OREANDA-NEWS. April 23, 2013. As the majority of home loans in the Baltic States have been paid out in euros and with floating interest rates, the borrowers directly benefit from a Euribor decrease; although in 2013 loan costs will not decrease significantly, as the Baltic Household Outlook, compiled by SEB, shows.

The six-month Euribor rate dropped in 2012 from 1.67 per cent to 0.32 per cent. If in January 2012 the average home loan interest rate in the Baltic States was the lowest in Estonia - 3.42 per cent, then in January 2013 it was the lowest in Lithuania - 2.5 per cent. The decrease in the home loan interest rate was the least noticeable in Latvia - only 0.7 per cent during 2012.

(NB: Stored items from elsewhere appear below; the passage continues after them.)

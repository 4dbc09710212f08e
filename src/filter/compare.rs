// Compare Filter
//
// A leaf predicate comparing one column against constant operands, some of
// which may be named runtime placeholders bound just before execution.

use std::fmt;
use serde::{Serialize, Deserialize};

use crate::metadata::TblColRef;

/// Comparison operators
#[derive(Debug, Clone, Copy, PartialEq, Eq, Hash, Serialize, Deserialize)]
pub enum CompareOp {
    Eq,
    Neq,
    Lt,
    Lte,
    Gt,
    Gte,
    In,
    NotIn,
    IsNull,
    IsNotNull,
}

impl CompareOp {
    /// Parse an operator symbol or keyword
    pub fn from_str(s: &str) -> Result<Self, String> {
        match s.trim().to_uppercase().as_str() {
            "=" | "==" | "EQ" => Ok(CompareOp::Eq),
            "<>" | "!=" | "NEQ" => Ok(CompareOp::Neq),
            "<" | "LT" => Ok(CompareOp::Lt),
            "<=" | "LTE" => Ok(CompareOp::Lte),
            ">" | "GT" => Ok(CompareOp::Gt),
            ">=" | "GTE" => Ok(CompareOp::Gte),
            "IN" => Ok(CompareOp::In),
            "NOT IN" | "NOT_IN" => Ok(CompareOp::NotIn),
            "IS NULL" | "IS_NULL" => Ok(CompareOp::IsNull),
            "IS NOT NULL" | "IS_NOT_NULL" => Ok(CompareOp::IsNotNull),
            _ => Err(format!("Unknown compare operator: {}", s)),
        }
    }
}

impl fmt::Display for CompareOp {
    fn fmt(&self, f: &mut fmt::Formatter<'_>) -> fmt::Result {
        let s = match self {
            CompareOp::Eq => "=",
            CompareOp::Neq => "<>",
            CompareOp::Lt => "<",
            CompareOp::Lte => "<=",
            CompareOp::Gt => ">",
            CompareOp::Gte => ">=",
            CompareOp::In => "IN",
            CompareOp::NotIn => "NOT IN",
            CompareOp::IsNull => "IS NULL",
            CompareOp::IsNotNull => "IS NOT NULL",
        };
        write!(f, "{}", s)
    }
}

/// Right-hand operand of a comparison
#[derive(Debug, Clone, PartialEq, Eq, Hash, Serialize, Deserialize)]
pub enum Operand {
    /// Literal, already in the column's storage representation
    Constant(String),
    /// Named placeholder; `value` is filled by binding
    Dynamic { name: String, value: Option<String> },
}

/// `column <op> operands`
#[derive(Debug, Clone, PartialEq, Eq, Hash, Serialize, Deserialize)]
pub struct CompareTupleFilter {
    op: CompareOp,
    column: TblColRef,
    operands: Vec<Operand>,
}

impl CompareTupleFilter {
    pub fn new(op: CompareOp, column: TblColRef) -> Self {
        CompareTupleFilter { op, column, operands: Vec::new() }
    }

    /// Builder: append a constant operand
    pub fn with_constant(mut self, value: impl Into<String>) -> Self {
        self.operands.push(Operand::Constant(value.into()));
        self
    }

    /// Builder: append an unbound placeholder
    pub fn with_variable(mut self, name: impl Into<String>) -> Self {
        self.operands.push(Operand::Dynamic { name: name.into(), value: None });
        self
    }

    pub fn op(&self) -> CompareOp {
        self.op
    }

    pub fn column(&self) -> &TblColRef {
        &self.column
    }

    pub fn operands(&self) -> &[Operand] {
        &self.operands
    }

    pub(crate) fn rebind_column(&mut self, rebind: &impl Fn(&TblColRef) -> Option<TblColRef>) {
        if let Some(to) = rebind(&self.column) {
            self.column = to;
        }
    }

    /// Names of all placeholders, bound or not, in operand order
    pub fn variables(&self) -> Vec<String> {
        self.operands
            .iter()
            .filter_map(|o| match o {
                Operand::Dynamic { name, .. } => Some(name.clone()),
                Operand::Constant(_) => None,
            })
            .collect()
    }

    /// Bind `value` to every placeholder called `name`. Returns whether any
    /// placeholder matched.
    pub fn bind_variable(&mut self, name: &str, value: impl Into<String>) -> bool {
        let value = value.into();
        let mut bound = false;
        for operand in &mut self.operands {
            if let Operand::Dynamic { name: n, value: v } = operand {
                if n == name {
                    *v = Some(value.clone());
                    bound = true;
                }
            }
        }
        bound
    }

    /// Value currently bound to `name`
    pub fn bound_value(&self, name: &str) -> Option<&str> {
        self.operands.iter().find_map(|o| match o {
            Operand::Dynamic { name: n, value: Some(v) } if n == name => Some(v.as_str()),
            _ => None,
        })
    }

    /// Constants plus bound placeholder values, in operand order
    pub fn values(&self) -> Vec<&str> {
        self.operands
            .iter()
            .filter_map(|o| match o {
                Operand::Constant(c) => Some(c.as_str()),
                Operand::Dynamic { value, .. } => value.as_deref(),
            })
            .collect()
    }

    /// True when no placeholder is left unbound
    pub fn is_evaluable(&self) -> bool {
        self.operands
            .iter()
            .all(|o| !matches!(o, Operand::Dynamic { value: None, .. }))
    }
}

impl fmt::Display for CompareTupleFilter {
    fn fmt(&self, f: &mut fmt::Formatter<'_>) -> fmt::Result {
        let operands: Vec<String> = self
            .operands
            .iter()
            .map(|o| match o {
                Operand::Constant(c) => format!("'{}'", c),
                Operand::Dynamic { name, value: Some(v) } => format!("'{}' /*{}*/", v, name),
                Operand::Dynamic { name, value: None } => format!("${}", name),
            })
            .collect();
        match self.op {
            CompareOp::IsNull | CompareOp::IsNotNull => write!(f, "{} {}", self.column, self.op),
            CompareOp::In | CompareOp::NotIn => {
                write!(f, "{} {} ({})", self.column, self.op, operands.join(", "))
            }
            _ => write!(f, "{} {} {}", self.column, self.op, operands.join(", ")),
        }
    }
}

In Lithuania, the average interest rate dropped in 2012 by as much as 1.2 per cent. It is presumed that the Euribor will remain on a low level for all of 2013, although a further decline is not likely.

“In the beginning of 2013, there continues to be room for a decline in home loan interest rates because the low level of market interest rates has not yet influenced all (also those with interests fixed for longer than 6 months) loan contracts, although the changes are marginal when compared to 2012. Baltic families can no longer hope that loan costs will continue to decrease as the Euribor drops, as was customary in 2012,” said Triin Messimas, Development Manager of Private Loans at SEB Estonia.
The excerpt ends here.